[Xapian-discuss] TermGenerator incorrectly tokenizes German text which contains special characters

Bjorn Lamers bjorn.lamers at gmail.com
Wed Jun 9 15:48:24 BST 2010


Dear Xapian users,

I try to index some German text with Xapian using the xapian_php bindings. I
run Apache 2.2 on Windows using PHP 5.2.13 with the pre build xapian
bindings from Flax:
Xapian Support enabled Xapian
Compiled Version @PACKAGE_VERSION@
Xapian Linked Version 1.2.0

The problem is that after indexing text which contains special characters
like ä, ö, ü and ß, using TermGenerator::index_text (
http://xapian.org/docs/sourcedoc/html/classXapian_1_1TermGenerator.html#b358784fa685139e8bdd71d37f39573e),
terms get cut off (stopped) after the special character.
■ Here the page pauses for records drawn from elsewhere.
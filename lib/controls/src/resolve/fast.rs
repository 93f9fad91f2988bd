use super::{FastMatchKind, Resolution, Resolve};
use crate::{
    error::LoadError,
    normalize::{RawRecord, normalize},
    source::{CATEGORY_DEFAULTS, Category, FastSource, load_fast_source},
};
use std::{collections::HashMap, path::Path};

#[derive(Debug, Clone, Default)]
/// Resolver over the single file fast source, with built in cabinet defaults as a last resort
///
/// Raw entries are kept as loaded and normalized per query
pub struct FastResolver {
    entries: FastSource,
    categories: HashMap<String, Category>,
}

impl FastResolver {
    pub fn load(fast_source: impl AsRef<Path>) -> Result<Self, LoadError> {
        Ok(Self::from_sources(
            load_fast_source(fast_source)?,
            CATEGORY_DEFAULTS.clone(),
        ))
    }

    pub fn from_sources(entries: FastSource, categories: HashMap<String, Category>) -> Self {
        Self {
            entries,
            categories,
        }
    }

    pub fn len(&self) -> usize {
        self.entries.len()
    }

    pub fn is_empty(&self) -> bool {
        self.entries.is_empty()
    }

    /// Top level romnames, in source order
    pub fn romnames(&self) -> impl Iterator<Item = &str> {
        self.entries.keys().map(String::as_str)
    }
}

impl Resolve for FastResolver {
    type Kind = FastMatchKind;

    const UNMATCHED: FastMatchKind = FastMatchKind::Unmatched;

    #[tracing::instrument(skip(self))]
    fn resolve(&self, romname: &str) -> Resolution<FastMatchKind> {
        let romname = romname.trim().to_lowercase();

        let Some(entry) = self.entries.get(&romname) else {
            return Resolution::Unmatched;
        };

        if entry.payload.has_controls() {
            return Resolution::Matched {
                descriptor: normalize(
                    &romname,
                    RawRecord::Fast {
                        payload: &entry.payload,
                        parent: None,
                    },
                ),
                kind: FastMatchKind::Direct,
            };
        }

        // First clone in file order, not the best one
        if let Some((clone, payload)) = entry
            .clones
            .iter()
            .find(|(_, payload)| payload.has_controls())
        {
            tracing::debug!("Using controls of clone {}", clone);

            return Resolution::Matched {
                descriptor: normalize(
                    &romname,
                    RawRecord::Fast {
                        payload,
                        parent: Some(&entry.payload),
                    },
                ),
                kind: FastMatchKind::CloneEntry,
            };
        }

        if let Some(category) = self.categories.get(&romname) {
            tracing::debug!("Falling back to the {} cabinet default", category);

            return Resolution::Matched {
                descriptor: normalize(&romname, RawRecord::Category(*category)),
                kind: FastMatchKind::CategoryDefault,
            };
        }

        Resolution::Unmatched
    }
}

#[cfg(test)]
mod tests {
    use super::*;
    use serde_json::json;

    fn resolver() -> FastResolver {
        let entries: FastSource = serde_json::from_str(
            r#"{
                "sf2": {
                    "description": "Street Fighter II",
                    "playercount": 2,
                    "controls": [ { "name": "P1_BUTTON1", "desc": "Jab Punch" } ]
                },
                "kof97": {
                    "description": "The King of Fighters '97",
                    "playercount": 2,
                    "clones": {
                        "kof97pls": { "description": "The King of Fighters '97 Plus" },
                        "kof97h": {
                            "controls": [ { "name": "P1_BUTTON1", "desc": "Light Punch" } ]
                        },
                        "kof97a": {
                            "controls": [ { "name": "P1_BUTTON1", "desc": "Something Else" } ]
                        }
                    }
                },
                "outrun": { "description": "Out Run" },
                "bare": { "description": "Nothing here", "controls": [] }
            }"#,
        )
        .unwrap();

        FastResolver::from_sources(entries, CATEGORY_DEFAULTS.clone())
    }

    #[test]
    fn direct_payload() {
        let resolution = resolver().resolve("sf2");

        assert_eq!(resolution.kind(), Some(FastMatchKind::Direct));
        let descriptor = resolution.descriptor().unwrap();
        assert_eq!(descriptor.display_name, "Street Fighter II");
        assert_eq!(descriptor.num_players, 2);
    }

    #[test]
    fn first_clone_with_controls() {
        let resolution = resolver().resolve("kof97");

        assert_eq!(resolution.kind(), Some(FastMatchKind::CloneEntry));
        let descriptor = resolution.descriptor().unwrap();
        assert_eq!(descriptor.romname, "kof97");
        assert_eq!(descriptor.display_name, "The King of Fighters '97");
        assert_eq!(descriptor.label_for("P1_BUTTON1").unwrap().action, "Light Punch");
    }

    #[test]
    fn category_default_when_entry_has_no_controls() {
        let resolution = resolver().resolve("outrun");

        assert_eq!(resolution.kind(), Some(FastMatchKind::CategoryDefault));
        assert_eq!(
            resolution.descriptor().unwrap().label_for("P1_BUTTON1").unwrap().action,
            "Accelerate"
        );

        // Defaults only back up entries the source knows about
        assert_eq!(resolver().resolve("centiped"), Resolution::Unmatched);
    }

    #[test]
    fn misses() {
        let resolver = resolver();

        assert_eq!(resolver.resolve("bare"), Resolution::Unmatched);
        assert_eq!(resolver.resolve("kof97h"), Resolution::Unmatched);
        assert_eq!(resolver.resolve("pacman"), Resolution::Unmatched);
    }

    #[test]
    fn custom_category_table() {
        let resolver = FastResolver::from_sources(
            serde_json::from_value(json!({
                "mycab": { "description": "My Cabinet" },
                "outrun": { "description": "Out Run" }
            }))
            .unwrap(),
            HashMap::from([("mycab".to_string(), Category::LightGun)]),
        );

        assert_eq!(
            resolver.resolve("mycab").kind(),
            Some(FastMatchKind::CategoryDefault)
        );
        assert_eq!(resolver.resolve("outrun"), Resolution::Unmatched);
    }

    #[test]
    fn coverage() {
        let report = resolver().coverage(["sf2", "kof97", "outrun", "pacman"]);

        assert_eq!(report.total, 4);
        assert_eq!(report.count(FastMatchKind::Direct), 1);
        assert_eq!(report.count(FastMatchKind::CloneEntry), 1);
        assert_eq!(report.count(FastMatchKind::CategoryDefault), 1);
        assert_eq!(report.count(FastMatchKind::Unmatched), 1);
    }
}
For example the
term gesundheitsschädlich is indexed as gesundheitsschä and Zgesundheitsschä
(stemmed).

All character encodings are set to UTF-8, the MySql database is also in
UTF-8 encoding.
*
#1 $lIndexer = new XapianTermGenerator();
#2 $lStemmer = new XapianStem(XapianHelper::GetStemmer($pLanguage)); //
”german”
#3 $lIndexer->set_stemmer($lStemmer);
#4 $lDoc = new XapianDocument();
#5 $lDoc->add_term($lObj->Id);
#6 $lIndexer->set_document($lDoc);
#7 $lIndexer->index_text("Nahrungsergänzungsmittel Ausreißer");
#8 $lIndexer->index_text($lSomeStringFromDb);*

In the code example just above here the problem only occurs when I try to
index text on line #8. The string which get indexed on line #7 is indexed
correctly ({Zausreiss, Znahrungserganzungsmittel, ausreißer,
nahrungsergänzungsmittel}). When I force *$lSomeStringFromDb* to be in UTF-8
encoding the tokens are also incorrect.
*$lSomeStringFromDb* can either come from the database or from MemCache.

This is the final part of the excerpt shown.